District information
- Type: Public
- Motto: Excellence in Education
- Grades: PreK-12
- Established: 1963
- Superintendent: Dr. Joseph Centamore
- Asst. superintendent(s): Christina Poppe, Reza Kolahifar, Robert Hauser
- Schools: 10

Students and staff
- Students: 5,393 (2022-2023)
- District mascot: Thunderbirds
- Colors: Red and white

Other information
- Website: ccsdli.org

= Connetquot School District =

School district in the U.S. state of New York

The Connetquot Central School District of Islip is a school district located in the Town of Islip of Suffolk County, New York on the South Shore of Long Island. There is one preschool, seven elementary schools, two middle schools, and one senior high school.

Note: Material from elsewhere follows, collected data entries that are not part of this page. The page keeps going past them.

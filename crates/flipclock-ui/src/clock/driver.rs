use std::sync::Arc;
use std::sync::atomic::{AtomicBool, Ordering};
use std::sync::mpsc::{self, Receiver};
use std::thread::{self, JoinHandle};
use std::time::{Duration, Instant};

use super::{DIGIT_COUNT, DigitPair, SystemClock, TimeSnapshot, WallClock, digit_pairs};

/// Upper bound on how long the worker sleeps before re-checking the stop
/// flag, so `stop()` never blocks for a full second.
const STOP_POLL_INTERVAL: Duration = Duration::from_millis(25);

/// Owns the per-second tick worker and the previous/current snapshots.
///
/// Lifecycle is explicit: construction captures an initial snapshot (with
/// previous == current, so mounting never plays a flip), [`start`] spawns
/// the worker, [`stop`] cancels and joins it. Dropping a running driver
/// stops it — no orphaned timers outlive the component.
///
/// The worker never touches view state directly. It publishes snapshots
/// over a channel; the owning thread drains them with [`poll`], which is
/// where current→previous rotation happens.
///
/// [`start`]: Self::start
/// [`stop`]: Self::stop
/// [`poll`]: Self::poll
pub struct ClockDriver {
    clock: Arc<dyn WallClock>,
    previous: TimeSnapshot,
    current: TimeSnapshot,
    ticks: Option<Receiver<TimeSnapshot>>,
    stop: Arc<AtomicBool>,
    worker: Option<JoinHandle<()>>,
}

impl ClockDriver {
    /// Driver over the local system clock.
    pub fn new() -> Self {
        Self::with_clock(SystemClock)
    }

    /// Driver over an arbitrary clock source (deterministic clocks in tests).
    pub fn with_clock<C: WallClock + 'static>(clock: C) -> Self {
        let clock: Arc<dyn WallClock> = Arc::new(clock);
        let initial = clock.now();
        Self {
            clock,
            previous: initial,
            current: initial,
            ticks: None,
            stop: Arc::new(AtomicBool::new(false)),
            worker: None,
        }
    }

    /// Spawns the tick worker. No-op if already running.
    ///
    /// The worker sleeps until the next wall-clock second boundary
    /// (1000 ms minus the current subsecond millis), publishes a snapshot,
    /// and reschedules. The delay is recomputed from the live clock each
    /// pass, so a late wakeup shifts the next tick by at most one tick's
    /// error instead of accumulating drift.
    pub fn start(&mut self) {
        if self.worker.is_some() {
            return;
        }

        let (tx, rx) = mpsc::channel();
        self.stop.store(false, Ordering::Relaxed);
        self.ticks = Some(rx);

        let clock = Arc::clone(&self.clock);
        let stop = Arc::clone(&self.stop);
        self.worker = Some(thread::spawn(move || {
            log::debug!("tick worker started");
            while !stop.load(Ordering::Relaxed) {
                let delay = delay_to_next_second(&clock.now());
                if !sleep_until(Instant::now() + delay, &stop) {
                    break;
                }
                // Receiver dropped means the driver is gone; exit quietly.
                if tx.send(clock.now()).is_err() {
                    break;
                }
            }
            log::debug!("tick worker stopped");
        }));
    }

    /// Signals the worker to exit and joins it.
    ///
    /// Ticks already queued on the channel remain drainable via [`poll`];
    /// no new ones are produced after this returns.
    ///
    /// [`poll`]: Self::poll
    pub fn stop(&mut self) {
        self.stop.store(true, Ordering::Relaxed);
        if let Some(worker) = self.worker.take() {
            let _ = worker.join();
        }
    }

    /// True while the tick worker is alive.
    pub fn is_running(&self) -> bool {
        self.worker.is_some()
    }

    /// Drains pending ticks, rotating current→previous for each.
    ///
    /// Returns `true` if at least one new snapshot arrived. Call once per
    /// frame from the thread that owns the view state.
    pub fn poll(&mut self) -> bool {
        let Some(ticks) = &self.ticks else {
            return false;
        };

        let mut ticked = false;
        while let Ok(snapshot) = ticks.try_recv() {
            self.previous = std::mem::replace(&mut self.current, snapshot);
            ticked = true;
        }
        if ticked {
            log::trace!(
                "tick: {:02}:{:02}:{:02}",
                self.current.hour,
                self.current.minute,
                self.current.second
            );
        }
        ticked
    }

    pub fn current(&self) -> &TimeSnapshot {
        &self.current
    }

    pub fn previous(&self) -> &TimeSnapshot {
        &self.previous
    }

    /// The six per-position pairs for the previous/current snapshots.
    pub fn digit_pairs(&self) -> [DigitPair; DIGIT_COUNT] {
        digit_pairs(&self.previous, &self.current)
    }
}

impl Default for ClockDriver {
    fn default() -> Self {
        Self::new()
    }
}

impl Drop for ClockDriver {
    fn drop(&mut self) {
        self.stop();
    }
}

/// Delay until the next second boundary, computed from a live snapshot.
///
/// Clamped to at least 1 ms so a snapshot taken exactly on the boundary
/// still yields a forward delay.
fn delay_to_next_second(snapshot: &TimeSnapshot) -> Duration {
    let remaining = 1000u64.saturating_sub(snapshot.millisecond as u64);
    Duration::from_millis(remaining.max(1))
}

/// Sleeps until `deadline` in short slices, honoring the stop flag.
///
/// Returns `false` if stopped before the deadline was reached.
fn sleep_until(deadline: Instant, stop: &AtomicBool) -> bool {
    loop {
        if stop.load(Ordering::Relaxed) {
            return false;
        }
        let now = Instant::now();
        if now >= deadline {
            return true;
        }
        thread::sleep((deadline - now).min(STOP_POLL_INTERVAL));
    }
}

The district includes the entirety of the community of Oakdale and almost all of Ronkonkoma and Bohemia, while it also serves parts of Islandia, Sayville, and West Sayville. Most parts of Sayville and West Sayville are zoned to the neighboring Sayville School District, and other portions of Islandia are served by the Hauppauge Union Free School District and the Central Islip Union Free School District.

==History==

=== Early history ===
In the early years of education in the area, Oakdale and Bohemia (both controlled by Connetquot today) were originally in the East Islip School District. This was the configuration until 1836, when Oakdale gained its own district. In the mid-to-late 19th century, the area that would eventually become the Connetquot Central School District was occupied by three districts; #11 Lakeland (founded in 1855), #14 Bohemia (founded in 1866), and #7 Oakdale (founded in 1836). Oakdale and Bohemia both came out of the East Islip district, and Ronkonkoma came from the old school district of Holbrook, which today is part of Sachem. The districts had just 16, 35, and 49 students respectively in 1883. Bohemia would grow continuously over the years, and absorbed part of Lakeland in 1866. The name was changed from Lakeland to Ronkonkoma in 1867. Many students in these early districts went to Sayville School District schools, including Sayville High School. Oakdale and Bohemia consolidated in 1918, becoming Oakdale-Bohemia, also known as Union Free School District #7.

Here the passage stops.